§ Recorded information:
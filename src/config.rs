//! Pipeline configuration, loaded from TOML.
//!
//! The defaults reproduce the NYC Open Data pipelines: file locations under `data/`, the CRS
//! each source publishes in, join radii and the dedup key candidates for each source. A config
//! file only needs the sections it wants to change.

use std::fs;
use std::path::{Path, PathBuf};

use serde::{Deserialize, Serialize};

use crate::crs::Crs;
use crate::dedup::{DedupKey, DEFAULT_MIN_DISTINCT};
use crate::error::{GeoJoinError, Result};
use crate::join::NearestJoin;
use crate::load::{GeometrySource, LayerSource};

#[derive(Debug, Clone, Default, PartialEq, Serialize, Deserialize)]
#[serde(default)]
pub struct PipelineConfig {
    pub curb: CurbConfig,
    pub signals: SignalsConfig,
    pub speed_humps: SpeedHumpsConfig,
}

/// Curb segments enriched with the nearest loading zone, parking meter and truck route.
#[derive(Debug, Clone, PartialEq, Serialize, Deserialize)]
#[serde(default)]
pub struct CurbConfig {
    pub base: LayerSource,
    /// All joins run in this CRS. It must be projected.
    pub working_crs: Crs,
    pub output_crs: Crs,
    /// Applied in order, each to the result of the previous one.
    pub joins: Vec<JoinLayerConfig>,
    pub output: PathBuf,
    #[serde(skip_serializing_if = "Option::is_none")]
    pub geometry_column: Option<String>,
}

#[derive(Debug, Clone, PartialEq, Serialize, Deserialize)]
pub struct JoinLayerConfig {
    pub layer: LayerSource,
    pub prefix: String,
    /// In working CRS units.
    pub max_distance: f64,
    pub distance_column: String,
}

impl JoinLayerConfig {
    pub fn nearest_join(&self) -> NearestJoin {
        NearestJoin {
            prefix: self.prefix.clone(),
            max_distance: self.max_distance,
            distance_column: self.distance_column.clone(),
        }
    }
}

/// Several point layers, each deduplicated on its own and then stacked.
#[derive(Debug, Clone, PartialEq, Serialize, Deserialize)]
#[serde(default)]
pub struct SignalsConfig {
    pub sources: Vec<SignalSourceConfig>,
    /// Column that records which source a row came from.
    pub source_column: String,
    /// Threshold for picking a key column at run time. Sources with an explicit `key` ignore it.
    pub min_distinct: usize,
    pub output_crs: Crs,
    pub output: PathBuf,
    #[serde(skip_serializing_if = "Option::is_none")]
    pub geometry_column: Option<String>,
}

#[derive(Debug, Clone, PartialEq, Serialize, Deserialize)]
pub struct SignalSourceConfig {
    pub layer: LayerSource,
    /// Value written into the source column.
    pub source: String,
    /// Explicit dedup key. Takes precedence over `key_candidates`.
    #[serde(default, skip_serializing_if = "Option::is_none")]
    pub key: Option<String>,
    #[serde(default)]
    pub key_candidates: Vec<String>,
}

impl SignalSourceConfig {
    pub fn dedup_key(&self, min_distinct: usize) -> DedupKey {
        match &self.key {
            Some(column) => DedupKey::Column(column.clone()),
            None => DedupKey::FirstDistinct {
                candidates: self.key_candidates.clone(),
                min_distinct,
            },
        }
    }
}

/// Adds `longitude`/`latitude` columns taken from each row's geometry.
#[derive(Debug, Clone, PartialEq, Serialize, Deserialize)]
#[serde(default)]
pub struct SpeedHumpsConfig {
    pub layer: LayerSource,
    pub output: PathBuf,
    #[serde(skip_serializing_if = "Option::is_none")]
    pub geometry_column: Option<String>,
}

fn source(name: &str, path: &str, crs: Crs, geometry: GeometrySource) -> LayerSource {
    LayerSource {
        name: name.to_string(),
        path: PathBuf::from(path),
        crs,
        geometry,
        keep_invalid: false,
        keep_wkt_column: false,
    }
}

fn wkt(column: &str) -> GeometrySource {
    GeometrySource::Wkt {
        wkt: column.to_string(),
    }
}

fn xy(x: &str, y: &str) -> GeometrySource {
    GeometrySource::Xy {
        x: x.to_string(),
        y: y.to_string(),
    }
}

fn strings(items: &[&str]) -> Vec<String> {
    items.iter().map(|s| s.to_string()).collect()
}

impl Default for CurbConfig {
    fn default() -> Self {
        let join = |layer, prefix: &str, max_distance, distance_column: &str| JoinLayerConfig {
            layer,
            prefix: prefix.to_string(),
            max_distance,
            distance_column: distance_column.to_string(),
        };
        Self {
            base: source("curbs", "data/nyc_curbs.csv", Crs::WGS84, wkt("the_geom")),
            working_crs: Crs::NY_STATE_PLANE,
            output_crs: Crs::WGS84,
            joins: vec![
                join(
                    source(
                        "loading_zones",
                        "data/loading_zones.csv",
                        Crs::NY_STATE_PLANE,
                        xy("sign_x_coord", "sign_y_coord"),
                    ),
                    "loading",
                    15.0,
                    "dist_to_loading",
                ),
                // Meter positions are noisier (GPS, sidewalk offset), so the radius is wider
                join(
                    source(
                        "parking_meters",
                        "data/parking_meters.csv",
                        Crs::WGS84,
                        xy("Longitude", "Latitude"),
                    ),
                    "meter",
                    30.0,
                    "dist_to_meter",
                ),
                join(
                    source(
                        "truck_routes",
                        "data/truck_routes.csv",
                        Crs::WGS84,
                        wkt("the_geom"),
                    ),
                    "truck",
                    15.0,
                    "dist_to_truck",
                ),
            ],
            output: PathBuf::from("data/on_street_curb_management.csv"),
            geometry_column: Some("geometry".to_string()),
        }
    }
}

impl Default for SignalsConfig {
    fn default() -> Self {
        let signal = |layer, tag: &str, candidates: &[&str]| SignalSourceConfig {
            layer,
            source: tag.to_string(),
            key: None,
            key_candidates: strings(candidates),
        };
        Self {
            sources: vec![
                signal(
                    source(
                        "accessible_pedestrian_signals",
                        "data/signals_markings_signs/accessible_pedestrian_signals.csv",
                        Crs::WGS84,
                        xy("POINT_X", "POINT_Y"),
                    ),
                    "accessible_ped_signal",
                    &["F_id", "OBJECTID"],
                ),
                signal(
                    source(
                        "street_sign_work_orders",
                        "data/signals_markings_signs/street_sign_work_orders.csv",
                        Crs::WGS84,
                        xy("sign_x_coord", "sign_y_coord"),
                    ),
                    "street_sign",
                    &["SIGNID", "sign_id"],
                ),
                signal(
                    source(
                        "traffic_signals",
                        "data/signals_markings_signs/traffic_signals.csv",
                        Crs::WGS84,
                        xy("X", "Y"),
                    ),
                    "traffic_signal",
                    &["F_id"],
                ),
            ],
            source_column: "source".to_string(),
            min_distinct: DEFAULT_MIN_DISTINCT,
            output_crs: Crs::WGS84,
            output: PathBuf::from(
                "data/signals_markings_signs/signals_signs_markings_combined.csv",
            ),
            geometry_column: Some("geometry".to_string()),
        }
    }
}

impl Default for SpeedHumpsConfig {
    fn default() -> Self {
        Self {
            // Every row is written back, with its original the_geom text. Rows whose geometry
            // can't be read get empty longitude/latitude.
            layer: LayerSource {
                keep_invalid: true,
                keep_wkt_column: true,
                ..source("speed_humps", "data/speed_humps.csv", Crs::WGS84, wkt("the_geom"))
            },
            output: PathBuf::from("data/speed_humps_with_latlon.csv"),
            geometry_column: None,
        }
    }
}

impl PipelineConfig {
    /// Reads a TOML file. Sections missing from the file keep their defaults.
    pub fn load_from(path: &Path) -> Result<Self> {
        let text = fs::read_to_string(path).map_err(|e| GeoJoinError::io(path, e))?;
        Self::from_toml(&text)
    }

    pub fn from_toml(text: &str) -> Result<Self> {
        toml::from_str(text).map_err(|e| GeoJoinError::Config(e.to_string()))
    }

    pub fn to_toml(&self) -> Result<String> {
        toml::to_string_pretty(self).map_err(|e| GeoJoinError::Config(e.to_string()))
    }
}
//! Removing duplicate rows within a single source, keyed by an identifier column.
//!
//! The key column is either named explicitly, or picked at run time: the first candidate
//! column with more than `min_distinct` distinct non-null values wins. The run-time pick is a
//! heuristic with a known weakness. A small source whose real key has fewer distinct values
//! than the threshold is passed through without deduplication. Prefer an explicit key where
//! one is known.

use std::collections::HashSet;

use log::info;
use serde::{Deserialize, Serialize};

use crate::error::Result;
use crate::layer::Layer;

pub const DEFAULT_MIN_DISTINCT: usize = 100;

#[derive(Clone, Debug, PartialEq, Serialize, Deserialize)]
pub enum DedupKey {
    /// Always deduplicate by this column. It must exist.
    Column(String),
    /// Use the first candidate whose distinct-value count is strictly greater than
    /// `min_distinct`. If none qualifies, rows pass through unchanged.
    FirstDistinct {
        candidates: Vec<String>,
        min_distinct: usize,
    },
}

#[derive(Clone, Debug, Default, PartialEq, Eq)]
pub struct DedupStats {
    /// `None` when no key column was usable.
    pub key: Option<String>,
    pub removed: usize,
}

/// Picks the first candidate present in `layer` with more than `min_distinct` distinct,
/// trimmed, non-null values.
pub fn select_key_column(
    layer: &Layer,
    candidates: &[String],
    min_distinct: usize,
) -> Option<String> {
    candidates
        .iter()
        .find(|candidate| match layer.column_index(candidate) {
            Some(idx) => distinct_count(layer, idx) > min_distinct,
            None => false,
        })
        .cloned()
}

/// Keeps the first row for each key value, in input order. Null counts as one more key value:
/// the first row with a null key is kept and later ones are dropped.
///
/// Applying this twice gives the same layer as applying it once.
pub fn deduplicate(layer: &Layer, key: &DedupKey) -> Result<(Layer, DedupStats)> {
    let column = match key {
        DedupKey::Column(column) => {
            layer.require_column(column)?;
            column.clone()
        }
        DedupKey::FirstDistinct {
            candidates,
            min_distinct,
        } => match select_key_column(layer, candidates, *min_distinct) {
            Some(column) => column,
            None => {
                info!(
                    "{}: no key column among {:?} has more than {} distinct values, \
                     skipping deduplication",
                    layer.name(),
                    candidates,
                    min_distinct
                );
                return Ok((layer.clone(), DedupStats::default()));
            }
        },
    };
    let idx = layer.require_column(&column)?;

    let mut seen = HashSet::new();
    let records: Vec<_> = layer
        .records()
        .iter()
        .filter(|record| seen.insert(record.values[idx].as_deref().map(str::trim)))
        .cloned()
        .collect();

    let removed = layer.len() - records.len();
    info!(
        "{}: deduplicated by '{}', removed {} of {} rows",
        layer.name(),
        column,
        removed,
        layer.len()
    );
    Ok((
        layer.with_records(records),
        DedupStats {
            key: Some(column),
            removed,
        },
    ))
}

fn distinct_count(layer: &Layer, idx: usize) -> usize {
    layer
        .records()
        .iter()
        .filter_map(|record| record.values[idx].as_deref())
        .map(str::trim)
        .collect::<HashSet<_>>()
        .len()
}

#[cfg(test)]
mod tests {
    use super::*;
    use crate::crs::Crs;
    use crate::error::GeoJoinError;
    use crate::layer::Record;
    use geo::{Geometry, Point};

    fn layer_of(ids: &[Option<String>]) -> Layer {
        let records = ids
            .iter()
            .enumerate()
            .map(|(row, id)| Record {
                values: vec![id.clone(), Some(row.to_string())],
                geometry: Geometry::Point(Point::new(row as f64, 0.0)),
            })
            .collect();
        Layer::new(
            "signs",
            Crs::WGS84,
            vec!["SIGNID".to_string(), "row".to_string()],
            records,
        )
        .unwrap()
    }

    fn heuristic(candidates: &[&str]) -> DedupKey {
        DedupKey::FirstDistinct {
            candidates: candidates.iter().map(|c| c.to_string()).collect(),
            min_distinct: DEFAULT_MIN_DISTINCT,
        }
    }

    /// 150 rows: 145 unique ids, plus the id "dup" on rows 10, 20, 30, 40, 50.
    fn with_five_duplicates() -> Layer {
        let ids: Vec<Option<String>> = (0..150)
            .map(|row| {
                if row % 10 == 0 && (10..=50).contains(&row) {
                    Some("dup".to_string())
                } else {
                    Some(format!("S-{}", row))
                }
            })
            .collect();
        layer_of(&ids)
    }

    #[test]
    fn test_keeps_first_of_five_duplicates() {
        let layer = with_five_duplicates();
        let (deduped, stats) = deduplicate(&layer, &heuristic(&["SIGNID"])).unwrap();
        assert_eq!(stats.key.as_deref(), Some("SIGNID"));
        assert_eq!(stats.removed, 4);
        assert_eq!(deduped.len(), 146);

        let dup_rows: Vec<&str> = (0..deduped.len())
            .filter(|row| deduped.value(*row, "SIGNID") == Some("dup"))
            .map(|row| deduped.value(row, "row").unwrap())
            .collect();
        assert_eq!(dup_rows, vec!["10"]);
    }

    #[test]
    fn test_below_threshold_passes_through() {
        let ids: Vec<Option<String>> = (0..100).map(|row| Some(format!("{}", row % 50))).collect();
        let layer = layer_of(&ids);
        let (deduped, stats) = deduplicate(&layer, &heuristic(&["SIGNID"])).unwrap();
        assert_eq!(deduped, layer);
        assert_eq!(stats, DedupStats::default());
    }

    #[test]
    fn test_threshold_is_strict() {
        // Exactly 100 distinct values doesn't qualify
        let ids: Vec<Option<String>> = (0..100).map(|row| Some(row.to_string())).collect();
        assert_eq!(select_key_column(&layer_of(&ids), &["SIGNID".to_string()], 100), None);
        let ids: Vec<Option<String>> = (0..101).map(|row| Some(row.to_string())).collect();
        assert_eq!(
            select_key_column(&layer_of(&ids), &["SIGNID".to_string()], 100),
            Some("SIGNID".to_string())
        );
    }

    #[test]
    fn test_first_qualifying_candidate_wins() {
        let layer = with_five_duplicates();
        // "sign_id" doesn't exist, "row" qualifies but comes after SIGNID
        let picked = select_key_column(
            &layer,
            &["sign_id".to_string(), "SIGNID".to_string(), "row".to_string()],
            100,
        );
        assert_eq!(picked.as_deref(), Some("SIGNID"));
    }

    #[test]
    fn test_values_are_trimmed() {
        let layer = layer_of(&[Some("A".to_string()), Some(" A ".to_string())]);
        let (deduped, _) = deduplicate(&layer, &DedupKey::Column("SIGNID".to_string())).unwrap();
        assert_eq!(deduped.len(), 1);
    }

    #[test]
    fn test_null_keys_collapse_to_first() {
        let layer = layer_of(&[None, Some("A".to_string()), None, Some("A".to_string())]);
        let (deduped, stats) =
            deduplicate(&layer, &DedupKey::Column("SIGNID".to_string())).unwrap();
        assert_eq!(deduped.len(), 2);
        assert_eq!(stats.removed, 2);
        assert_eq!(deduped.value(0, "row"), Some("0"));
        assert_eq!(deduped.value(1, "row"), Some("1"));
    }

    #[test]
    fn test_nulls_ignored_by_threshold_but_deduplicated() {
        // Rows 0-4 have no id, the other 145 are distinct
        let ids: Vec<Option<String>> = (0..150)
            .map(|row| if row < 5 { None } else { Some(format!("F-{}", row)) })
            .collect();
        let layer = layer_of(&ids);
        let key = heuristic(&["SIGNID"]);
        let (deduped, stats) = deduplicate(&layer, &key).unwrap();
        assert_eq!(stats.key.as_deref(), Some("SIGNID"));
        assert_eq!(deduped.len(), 146);
        assert_eq!(deduped.value(0, "row"), Some("0"));
        assert_eq!(deduped.value(1, "row"), Some("5"));

        // 90 distinct ids plus 60 nulls don't qualify
        let ids: Vec<Option<String>> = (0..150)
            .map(|row| if row < 60 { None } else { Some(format!("F-{}", row)) })
            .collect();
        assert_eq!(select_key_column(&layer_of(&ids), &["SIGNID".to_string()], 100), None);
    }

    #[test]
    fn test_explicit_key_must_exist() {
        let layer = with_five_duplicates();
        assert!(matches!(
            deduplicate(&layer, &DedupKey::Column("F_id".to_string())),
            Err(GeoJoinError::MissingColumn { .. })
        ));
    }

    #[test]
    fn test_idempotent() {
        let layer = with_five_duplicates();
        let key = heuristic(&["SIGNID"]);
        let (once, _) = deduplicate(&layer, &key).unwrap();
        let (twice, stats) = deduplicate(&once, &key).unwrap();
        assert_eq!(once, twice);
        assert_eq!(stats.removed, 0);
    }
}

§ Work required: Check each line of the listing for the word "true". Report how many lines have it, and nothing more.

§ Solution below: 2